#### [Problem statement]
Every line containing "warn" should be identified and copied from the data below.

#### [Data for review]
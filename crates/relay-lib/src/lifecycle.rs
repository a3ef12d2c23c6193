// ============================
// crates/relay-lib/src/lifecycle.rs
// ============================
//! Lifecycle controller: skip, explicit disconnect, and involuntary
//! disconnect.
//!
//! Every teardown funnels through `MatchTable::end_for`, which is
//! idempotent, so concurrent teardown from both sides produces exactly one
//! `counterpart-left`/`call-ended` pair. A network drop is treated like the
//! peer leaving: the survivor is re-queued when it opted into continuous
//! matching. A deliberate disconnect releases both sides to idle.

use crate::error::RelayError;
use crate::AppState;
use pairlink_common::{ParticipantId, ServerMessage};
use tracing::{debug, info, warn};

/// End the requester's match and immediately look for a new counterpart.
/// The counterpart is notified and re-queued per its continuous flag.
pub async fn skip(state: &AppState, requester: ParticipantId) -> Result<(), RelayError> {
    let Some(ended) = state.matches.end_for(requester) else {
        // Teardown race; the match is already gone and the client is free
        // to declare again.
        debug!(participant = %requester, "skip without a live match");
        return Ok(());
    };

    info!(match_id = %ended.match_id, %requester, "match skipped");
    let _ = state.registry.send_to(requester, ServerMessage::CallEnded);
    let _ = state
        .registry
        .send_to(ended.counterpart, ServerMessage::CounterpartLeft);

    requeue_if_continuous(state, ended.counterpart).await;

    // The requester re-enters the pool with its last declaration, no
    // manual re-initiation needed.
    match state.registry.lookup(requester)?.last_criteria {
        Some(criteria) => {
            state.matchmaker.declare(requester, criteria).await?;
        },
        None => {
            warn!(participant = %requester, "skip with no recorded criteria, staying idle");
        },
    }
    Ok(())
}

/// End the requester's match and release both sides to idle. Models the
/// user navigating away rather than seeking a new partner.
pub async fn disconnect(state: &AppState, requester: ParticipantId) -> Result<(), RelayError> {
    let Some(ended) = state.matches.end_for(requester) else {
        debug!(participant = %requester, "disconnect without a live match");
        return Ok(());
    };

    info!(match_id = %ended.match_id, %requester, "match disconnected");
    let _ = state.registry.send_to(requester, ServerMessage::CallEnded);
    let _ = state
        .registry
        .send_to(ended.counterpart, ServerMessage::CounterpartLeft);
    Ok(())
}

/// Involuntary disconnect: the connection is gone. Withdraws the waiting
/// entry, removes the participant, and tears down any live match so no
/// signaling is ever sent into the void.
pub async fn handle_closed(state: &AppState, id: ParticipantId) {
    state.matchmaker.withdraw(id);
    state.registry.remove(id);

    if let Some(ended) = state.matches.end_for(id) {
        info!(match_id = %ended.match_id, participant = %id, "match ended by connection loss");
        let _ = state
            .registry
            .send_to(ended.counterpart, ServerMessage::CounterpartLeft);
        requeue_if_continuous(state, ended.counterpart).await;
    }
}

async fn requeue_if_continuous(state: &AppState, id: ParticipantId) {
    let Ok(participant) = state.registry.lookup(id) else {
        // Counterpart disconnected at the same moment.
        return;
    };
    if !participant.continuous() {
        return;
    }
    let Some(criteria) = participant.last_criteria else {
        return;
    };

    // Last-declared criteria are reused verbatim.
    if let Err(err) = state.matchmaker.declare(id, criteria).await {
        debug!(participant = %id, %err, "auto-requeue declined");
    }
}
// ============================
// crates/relay-lib/src/registry.rs
// ============================
//! Session Registry: owns every live participant and its outbound channel.
//!
//! The registry is an explicit instance held by `AppState`; it starts empty
//! and drains as connections close. It owns no matching logic. Removal of a
//! participant that may still be matched goes through
//! `lifecycle::handle_closed`, which withdraws the pool entry and tears the
//! match down before calling [`SessionRegistry::remove`].

use crate::error::RelayError;
use crate::metrics::OUTBOX_DROPPED;
use dashmap::DashMap;
use metrics::counter;
use pairlink_common::{Criteria, ParticipantId, ServerMessage};
use tokio::sync::mpsc;
use tracing::{debug, warn};
use uuid::Uuid;

/// One live, matchable connection.
#[derive(Clone)]
pub struct Participant {
    pub id: ParticipantId,
    /// Criteria from the most recent declare, reused for auto-requeue.
    pub last_criteria: Option<Criteria>,
    /// Informational only; supplied by the identity collaborator.
    pub premium: bool,
    outbox: mpsc::Sender<ServerMessage>,
}

impl Participant {
    pub fn name(&self) -> &str {
        self.last_criteria.as_ref().map_or("", |c| c.name.as_str())
    }

    /// Whether this participant opted into automatic re-queueing.
    pub fn continuous(&self) -> bool {
        self.last_criteria.as_ref().is_some_and(|c| c.continuous)
    }
}

/// Registry of live connections.
#[derive(Default)]
pub struct SessionRegistry {
    participants: DashMap<ParticipantId, Participant>,
}

impl SessionRegistry {
    pub fn new() -> Self {
        Self::default()
    }

    /// Register a new connection and hand back its identifier.
    pub fn register(&self, outbox: mpsc::Sender<ServerMessage>) -> ParticipantId {
        let id = Uuid::new_v4();
        self.participants.insert(
            id,
            Participant {
                id,
                last_criteria: None,
                premium: false,
                outbox,
            },
        );
        debug!(participant = %id, "participant registered");
        id
    }

    pub fn lookup(&self, id: ParticipantId) -> Result<Participant, RelayError> {
        self.participants
            .get(&id)
            .map(|p| p.clone())
            .ok_or_else(|| RelayError::NotFound(format!("participant {id}")))
    }

    pub fn contains(&self, id: ParticipantId) -> bool {
        self.participants.contains_key(&id)
    }

    /// Record the most recent declaration for a participant.
    pub fn update_profile(
        &self,
        id: ParticipantId,
        criteria: Criteria,
        premium: bool,
    ) -> Result<(), RelayError> {
        let mut entry = self
            .participants
            .get_mut(&id)
            .ok_or_else(|| RelayError::NotFound(format!("participant {id}")))?;
        entry.last_criteria = Some(criteria);
        entry.premium = premium;
        Ok(())
    }

    /// Remove a connection. Lookups for the id fail with `NotFound` from
    /// this point on.
    pub fn remove(&self, id: ParticipantId) -> Option<Participant> {
        let removed = self.participants.remove(&id).map(|(_, p)| p);
        if removed.is_some() {
            debug!(participant = %id, "participant removed");
        }
        removed
    }

    /// Push a message to a participant without blocking. A full or closed
    /// outbox drops the frame for that participant only.
    pub fn send_to(&self, id: ParticipantId, msg: ServerMessage) -> Result<(), RelayError> {
        let participant = self
            .participants
            .get(&id)
            .ok_or_else(|| RelayError::NotFound(format!("participant {id}")))?;

        if let Err(err) = participant.outbox.try_send(msg) {
            counter!(OUTBOX_DROPPED).increment(1);
            warn!(participant = %id, %err, "outbox full or closed, frame dropped");
        }
        Ok(())
    }

    pub fn len(&self) -> usize {
        self.participants.len()
    }

    pub fn is_empty(&self) -> bool {
        self.participants.is_empty()
    }
}
impl Matchmaker {
    fn new(registry: Arc<SessionRegistry>, matches: Arc<MatchTable>) -> Self {
        Self {
            registry,
            matches,
            queues: HashMap::new(),
            modes: HashMap::new(),
            next_seq: 0,
        }
    }

    fn depth(&self, mode: Option<Mode>) -> usize {
        match mode {
            Some(mode) => self.queues.get(&mode).map_or(0, VecDeque::len),
            None => self.queues.values().map(VecDeque::len).sum(),
        }
    }

    fn remove_entry(&mut self, id: ParticipantId) -> Option<WaitingEntry> {
        let mode = self.modes.remove(&id)?;
        let queue = self.queues.get_mut(&mode)?;
        let pos = queue.iter().position(|entry| entry.id == id)?;
        queue.remove(pos)
    }

    fn handle_declare(
        &mut self,
        id: ParticipantId,
        criteria: Criteria,
    ) -> Result<DeclareOutcome, RelayError> {
        if self.matches.is_live(id) {
            return Err(RelayError::InvalidState(
                "already in a live match, skip or disconnect first".to_string(),
            ));
        }

        // Re-declare replaces the existing entry. Within the same mode the
        // original queue position is kept; waiting time is not reset by a
        // criteria tweak.
        let seq = match self.modes.get(&id) {
            Some(mode) if *mode == criteria.mode => {
                let entry = self.remove_entry(id).expect("indexed entry must exist");
                entry.seq
            },
            Some(_) => {
                self.remove_entry(id);
                self.fresh_seq()
            },
            None => self.fresh_seq(),
        };

        let mode = criteria.mode;
        let queue = self.queues.entry(mode).or_default();

        // Earliest-waiting compatible entry wins.
        let found = queue
            .iter()
            .position(|entry| compatible(&entry.criteria, &criteria));

        match found {
            Some(pos) => {
                let counterpart = queue.remove(pos).expect("position is in bounds");
                self.modes.remove(&counterpart.id);

                let match_id = self.matches.create(id, counterpart.id);
                info!(%match_id, a = %id, b = %counterpart.id, %mode, "match created");

                // Both sides learn only the counterpart identifier.
                let _ = self.registry.send_to(
                    id,
                    ServerMessage::Matched {
                        counterpart_id: counterpart.id,
                    },
                );
                let _ = self
                    .registry
                    .send_to(counterpart.id, ServerMessage::Matched { counterpart_id: id });

                Ok(DeclareOutcome::Matched {
                    match_id,
                    counterpart: counterpart.id,
                })
            },
            None => {
                let pos = queue
                    .iter()
                    .position(|entry| entry.seq > seq)
                    .unwrap_or(queue.len());
                queue.insert(pos, WaitingEntry { id, criteria, seq });
                self.modes.insert(id, mode);
                debug!(participant = %id, %mode, "waiting for a counterpart");
                Ok(DeclareOutcome::Waiting)
            },
        }
    }

    fn fresh_seq(&mut self) -> u64 {
        let seq = self.next_seq;
        self.next_seq += 1;
        seq
    }

    async fn run(mut self, mut rx: mpsc::UnboundedReceiver<PoolCmd>) {
        while let Some(cmd) = rx.recv().await {
            match cmd {
                PoolCmd::Declare {
                    id,
                    criteria,
                    resp_tx,
                } => {
                    let result = self.handle_declare(id, criteria);
                    let _ = resp_tx.send(result);
                },
                PoolCmd::Withdraw { id } => {
                    if self.remove_entry(id).is_some() {
                        debug!(participant = %id, "waiting entry withdrawn");
                    }
                },
                PoolCmd::Depth { mode, resp_tx } => {
                    let _ = resp_tx.send(self.depth(mode));
                },
            }
            gauge!(POOL_WAITING).set(self.depth(None) as f64);
        }
    }
}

#### [Response]
use tracing::{debug, info, warn};
            warn!(participant = %requester, "skip with no recorded criteria, staying idle");
use tracing::{debug, warn};
            warn!(participant = %id, %err, "outbox full or closed, frame dropped");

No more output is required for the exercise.